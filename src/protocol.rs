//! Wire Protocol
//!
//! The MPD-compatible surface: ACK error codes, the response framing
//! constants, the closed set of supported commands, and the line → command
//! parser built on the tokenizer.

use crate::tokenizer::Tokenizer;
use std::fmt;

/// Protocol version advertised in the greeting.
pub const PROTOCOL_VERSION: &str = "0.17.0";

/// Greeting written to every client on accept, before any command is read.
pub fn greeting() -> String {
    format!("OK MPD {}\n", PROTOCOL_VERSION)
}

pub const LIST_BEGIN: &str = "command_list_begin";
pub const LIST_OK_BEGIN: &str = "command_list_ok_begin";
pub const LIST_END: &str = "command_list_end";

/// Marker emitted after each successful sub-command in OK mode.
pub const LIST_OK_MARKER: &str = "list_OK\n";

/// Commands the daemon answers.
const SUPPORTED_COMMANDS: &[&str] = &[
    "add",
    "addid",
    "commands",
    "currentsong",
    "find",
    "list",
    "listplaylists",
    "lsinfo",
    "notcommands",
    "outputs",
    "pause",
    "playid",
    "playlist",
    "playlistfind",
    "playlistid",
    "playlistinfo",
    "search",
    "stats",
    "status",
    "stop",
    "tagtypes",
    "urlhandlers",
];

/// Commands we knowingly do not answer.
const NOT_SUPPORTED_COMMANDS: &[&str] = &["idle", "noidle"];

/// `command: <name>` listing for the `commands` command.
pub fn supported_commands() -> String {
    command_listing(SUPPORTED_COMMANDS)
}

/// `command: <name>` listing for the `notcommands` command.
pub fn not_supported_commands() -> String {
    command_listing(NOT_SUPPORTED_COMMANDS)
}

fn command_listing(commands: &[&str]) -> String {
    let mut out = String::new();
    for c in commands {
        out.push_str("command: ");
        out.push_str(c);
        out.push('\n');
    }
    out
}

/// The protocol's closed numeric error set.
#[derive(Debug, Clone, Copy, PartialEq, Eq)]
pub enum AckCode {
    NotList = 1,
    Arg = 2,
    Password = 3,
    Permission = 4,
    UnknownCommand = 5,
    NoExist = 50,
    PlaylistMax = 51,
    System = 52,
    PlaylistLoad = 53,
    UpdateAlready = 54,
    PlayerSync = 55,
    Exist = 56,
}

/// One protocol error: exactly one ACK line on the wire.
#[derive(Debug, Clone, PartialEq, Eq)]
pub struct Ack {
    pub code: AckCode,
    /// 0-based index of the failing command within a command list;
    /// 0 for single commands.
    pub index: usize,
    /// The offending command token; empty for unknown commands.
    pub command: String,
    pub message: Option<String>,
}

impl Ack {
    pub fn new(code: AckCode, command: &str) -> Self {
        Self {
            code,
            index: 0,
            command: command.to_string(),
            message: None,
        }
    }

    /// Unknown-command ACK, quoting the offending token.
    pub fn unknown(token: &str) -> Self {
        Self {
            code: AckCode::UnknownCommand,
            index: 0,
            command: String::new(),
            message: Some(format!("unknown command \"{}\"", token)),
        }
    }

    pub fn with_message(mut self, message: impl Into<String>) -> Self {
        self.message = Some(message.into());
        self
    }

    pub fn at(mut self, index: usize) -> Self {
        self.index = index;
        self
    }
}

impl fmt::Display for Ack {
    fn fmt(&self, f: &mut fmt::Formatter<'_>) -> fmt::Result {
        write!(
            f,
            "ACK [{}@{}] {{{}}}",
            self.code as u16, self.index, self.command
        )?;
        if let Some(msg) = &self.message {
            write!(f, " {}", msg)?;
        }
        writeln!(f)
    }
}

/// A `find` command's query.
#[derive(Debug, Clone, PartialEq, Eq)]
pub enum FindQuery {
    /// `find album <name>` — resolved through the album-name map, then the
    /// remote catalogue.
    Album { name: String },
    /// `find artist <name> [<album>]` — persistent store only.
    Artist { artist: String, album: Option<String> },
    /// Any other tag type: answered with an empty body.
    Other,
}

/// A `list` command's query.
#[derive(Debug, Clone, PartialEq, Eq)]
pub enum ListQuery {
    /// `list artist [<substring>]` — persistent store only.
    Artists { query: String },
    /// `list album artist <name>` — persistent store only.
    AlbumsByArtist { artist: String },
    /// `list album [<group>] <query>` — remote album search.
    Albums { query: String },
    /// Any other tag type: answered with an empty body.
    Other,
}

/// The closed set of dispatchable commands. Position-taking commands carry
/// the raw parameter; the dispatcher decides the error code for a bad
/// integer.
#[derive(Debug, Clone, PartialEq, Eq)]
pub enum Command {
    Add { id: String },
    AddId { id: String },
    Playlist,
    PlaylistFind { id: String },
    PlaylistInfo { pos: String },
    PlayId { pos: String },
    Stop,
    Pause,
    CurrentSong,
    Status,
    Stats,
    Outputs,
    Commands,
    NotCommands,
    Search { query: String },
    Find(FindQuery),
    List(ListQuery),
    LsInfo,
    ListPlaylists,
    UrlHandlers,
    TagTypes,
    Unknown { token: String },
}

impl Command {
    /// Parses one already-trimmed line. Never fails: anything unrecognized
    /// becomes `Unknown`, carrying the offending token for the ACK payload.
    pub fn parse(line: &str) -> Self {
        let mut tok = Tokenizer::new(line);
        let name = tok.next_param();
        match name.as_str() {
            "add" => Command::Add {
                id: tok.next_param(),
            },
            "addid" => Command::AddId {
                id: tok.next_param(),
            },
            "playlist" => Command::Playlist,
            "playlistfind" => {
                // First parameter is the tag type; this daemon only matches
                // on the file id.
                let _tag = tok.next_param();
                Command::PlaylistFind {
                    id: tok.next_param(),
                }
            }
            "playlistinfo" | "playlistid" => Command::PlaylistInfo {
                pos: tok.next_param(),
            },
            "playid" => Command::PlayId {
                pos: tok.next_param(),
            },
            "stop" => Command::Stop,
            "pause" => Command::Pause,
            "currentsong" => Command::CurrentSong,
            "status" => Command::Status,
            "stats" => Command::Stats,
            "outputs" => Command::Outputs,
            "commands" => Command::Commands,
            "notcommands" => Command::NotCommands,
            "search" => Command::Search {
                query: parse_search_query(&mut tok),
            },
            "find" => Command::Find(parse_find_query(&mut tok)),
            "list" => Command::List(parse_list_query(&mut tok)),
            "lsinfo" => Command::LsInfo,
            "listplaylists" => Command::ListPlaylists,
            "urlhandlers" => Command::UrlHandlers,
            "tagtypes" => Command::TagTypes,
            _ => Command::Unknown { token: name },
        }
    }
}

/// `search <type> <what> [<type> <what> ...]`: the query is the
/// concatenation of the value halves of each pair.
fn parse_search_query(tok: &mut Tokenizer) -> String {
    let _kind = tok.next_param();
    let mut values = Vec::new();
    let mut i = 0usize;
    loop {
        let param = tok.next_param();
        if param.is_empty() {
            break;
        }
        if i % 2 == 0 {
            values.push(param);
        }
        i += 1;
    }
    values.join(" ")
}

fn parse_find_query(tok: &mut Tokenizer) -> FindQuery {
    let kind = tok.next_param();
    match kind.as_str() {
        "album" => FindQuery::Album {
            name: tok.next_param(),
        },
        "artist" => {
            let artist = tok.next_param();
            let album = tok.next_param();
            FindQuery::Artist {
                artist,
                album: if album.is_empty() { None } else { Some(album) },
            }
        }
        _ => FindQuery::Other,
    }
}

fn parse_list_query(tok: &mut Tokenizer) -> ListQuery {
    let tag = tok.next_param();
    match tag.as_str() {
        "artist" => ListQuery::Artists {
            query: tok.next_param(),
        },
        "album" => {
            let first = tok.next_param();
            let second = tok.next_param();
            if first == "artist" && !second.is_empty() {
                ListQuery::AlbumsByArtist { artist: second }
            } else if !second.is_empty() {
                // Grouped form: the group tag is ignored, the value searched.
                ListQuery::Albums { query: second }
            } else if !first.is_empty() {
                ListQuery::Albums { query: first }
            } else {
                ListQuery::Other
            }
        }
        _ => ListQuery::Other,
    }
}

● ● ● ● ●

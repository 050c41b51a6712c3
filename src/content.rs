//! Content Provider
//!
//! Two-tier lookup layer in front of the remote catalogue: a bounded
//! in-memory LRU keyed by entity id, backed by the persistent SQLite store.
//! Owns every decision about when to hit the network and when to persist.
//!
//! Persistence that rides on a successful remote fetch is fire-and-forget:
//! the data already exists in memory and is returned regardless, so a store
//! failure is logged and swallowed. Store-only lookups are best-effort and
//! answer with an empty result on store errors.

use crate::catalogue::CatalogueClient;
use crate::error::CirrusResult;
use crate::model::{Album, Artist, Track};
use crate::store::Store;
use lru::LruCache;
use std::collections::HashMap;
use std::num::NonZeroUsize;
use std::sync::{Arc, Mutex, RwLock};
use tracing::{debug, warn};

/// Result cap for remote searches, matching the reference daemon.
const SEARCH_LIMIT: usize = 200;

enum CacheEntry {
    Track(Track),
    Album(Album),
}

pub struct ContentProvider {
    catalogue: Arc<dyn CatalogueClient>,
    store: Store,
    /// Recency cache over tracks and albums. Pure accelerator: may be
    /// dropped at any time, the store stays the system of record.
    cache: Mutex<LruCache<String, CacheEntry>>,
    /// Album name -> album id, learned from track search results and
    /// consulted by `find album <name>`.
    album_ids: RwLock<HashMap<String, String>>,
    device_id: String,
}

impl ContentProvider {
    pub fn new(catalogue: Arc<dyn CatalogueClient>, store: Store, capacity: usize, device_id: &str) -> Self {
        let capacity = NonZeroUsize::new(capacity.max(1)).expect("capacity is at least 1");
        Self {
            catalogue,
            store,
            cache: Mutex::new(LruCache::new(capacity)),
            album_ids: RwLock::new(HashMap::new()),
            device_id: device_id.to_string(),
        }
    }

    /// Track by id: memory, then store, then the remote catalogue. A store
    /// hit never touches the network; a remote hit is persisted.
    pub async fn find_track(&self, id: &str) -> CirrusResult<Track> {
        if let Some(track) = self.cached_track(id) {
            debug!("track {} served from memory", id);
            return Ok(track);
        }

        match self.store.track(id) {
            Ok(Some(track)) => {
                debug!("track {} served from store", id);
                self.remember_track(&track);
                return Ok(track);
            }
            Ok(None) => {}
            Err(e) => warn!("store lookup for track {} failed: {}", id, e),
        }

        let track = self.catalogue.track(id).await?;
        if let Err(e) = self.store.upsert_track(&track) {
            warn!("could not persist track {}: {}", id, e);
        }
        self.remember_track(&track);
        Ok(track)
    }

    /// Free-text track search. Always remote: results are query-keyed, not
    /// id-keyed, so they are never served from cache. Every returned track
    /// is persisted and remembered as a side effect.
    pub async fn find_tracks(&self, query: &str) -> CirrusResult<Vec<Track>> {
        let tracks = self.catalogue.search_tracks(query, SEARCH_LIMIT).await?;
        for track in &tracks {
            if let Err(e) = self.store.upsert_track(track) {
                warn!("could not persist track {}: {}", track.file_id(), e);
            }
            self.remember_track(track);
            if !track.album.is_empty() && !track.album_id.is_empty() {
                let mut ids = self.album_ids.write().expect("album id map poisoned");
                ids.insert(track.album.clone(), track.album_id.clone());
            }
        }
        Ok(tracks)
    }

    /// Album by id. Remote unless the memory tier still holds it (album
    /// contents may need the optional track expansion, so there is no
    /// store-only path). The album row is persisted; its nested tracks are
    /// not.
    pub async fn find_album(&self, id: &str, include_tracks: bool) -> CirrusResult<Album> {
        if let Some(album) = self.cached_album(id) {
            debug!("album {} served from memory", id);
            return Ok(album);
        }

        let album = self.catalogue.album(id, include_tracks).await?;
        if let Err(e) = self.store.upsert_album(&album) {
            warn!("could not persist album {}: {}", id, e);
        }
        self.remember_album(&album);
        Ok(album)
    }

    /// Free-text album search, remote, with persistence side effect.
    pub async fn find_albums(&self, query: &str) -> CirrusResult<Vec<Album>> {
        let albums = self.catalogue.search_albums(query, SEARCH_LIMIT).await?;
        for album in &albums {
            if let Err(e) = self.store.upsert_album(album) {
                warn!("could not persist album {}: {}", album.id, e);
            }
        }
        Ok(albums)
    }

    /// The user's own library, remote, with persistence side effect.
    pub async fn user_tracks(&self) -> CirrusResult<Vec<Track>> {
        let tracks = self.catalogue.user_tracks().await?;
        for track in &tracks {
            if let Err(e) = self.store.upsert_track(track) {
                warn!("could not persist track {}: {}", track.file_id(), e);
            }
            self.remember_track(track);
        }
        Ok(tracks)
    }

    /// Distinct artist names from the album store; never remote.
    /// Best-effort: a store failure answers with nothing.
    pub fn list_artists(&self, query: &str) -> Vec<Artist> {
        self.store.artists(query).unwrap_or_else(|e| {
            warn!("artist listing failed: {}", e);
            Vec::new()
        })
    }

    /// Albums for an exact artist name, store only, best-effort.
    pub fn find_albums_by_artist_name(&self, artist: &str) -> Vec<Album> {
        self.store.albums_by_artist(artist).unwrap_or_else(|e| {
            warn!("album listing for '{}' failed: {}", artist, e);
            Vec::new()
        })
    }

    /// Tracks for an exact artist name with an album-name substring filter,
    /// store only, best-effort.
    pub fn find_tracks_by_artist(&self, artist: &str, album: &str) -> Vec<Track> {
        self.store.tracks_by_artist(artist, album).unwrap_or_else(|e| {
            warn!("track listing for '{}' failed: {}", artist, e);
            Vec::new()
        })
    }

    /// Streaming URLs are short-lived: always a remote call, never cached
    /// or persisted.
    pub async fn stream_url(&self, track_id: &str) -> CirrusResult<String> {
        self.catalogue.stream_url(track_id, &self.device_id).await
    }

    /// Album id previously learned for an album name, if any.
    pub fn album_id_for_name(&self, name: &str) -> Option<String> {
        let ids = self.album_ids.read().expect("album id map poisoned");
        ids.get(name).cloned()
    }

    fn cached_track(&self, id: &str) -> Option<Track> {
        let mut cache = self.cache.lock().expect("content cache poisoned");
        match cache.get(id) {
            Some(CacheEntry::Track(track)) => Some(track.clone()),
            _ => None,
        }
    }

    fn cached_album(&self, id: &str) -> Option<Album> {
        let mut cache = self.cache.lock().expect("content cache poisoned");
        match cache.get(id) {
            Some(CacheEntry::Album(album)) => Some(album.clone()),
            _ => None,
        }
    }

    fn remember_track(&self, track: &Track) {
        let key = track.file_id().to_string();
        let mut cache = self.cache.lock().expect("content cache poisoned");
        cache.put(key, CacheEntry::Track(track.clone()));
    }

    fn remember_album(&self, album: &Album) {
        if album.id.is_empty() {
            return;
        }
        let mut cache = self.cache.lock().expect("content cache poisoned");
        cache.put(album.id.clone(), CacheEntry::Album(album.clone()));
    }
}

● ● ● ● ●

WHAT TO DO: Every line above that has the string "tier" needs to be copied.

ANSWER SECTION:
//! Two-tier lookup layer in front of the remote catalogue: a bounded
    /// Album by id. Remote unless the memory tier still holds it (album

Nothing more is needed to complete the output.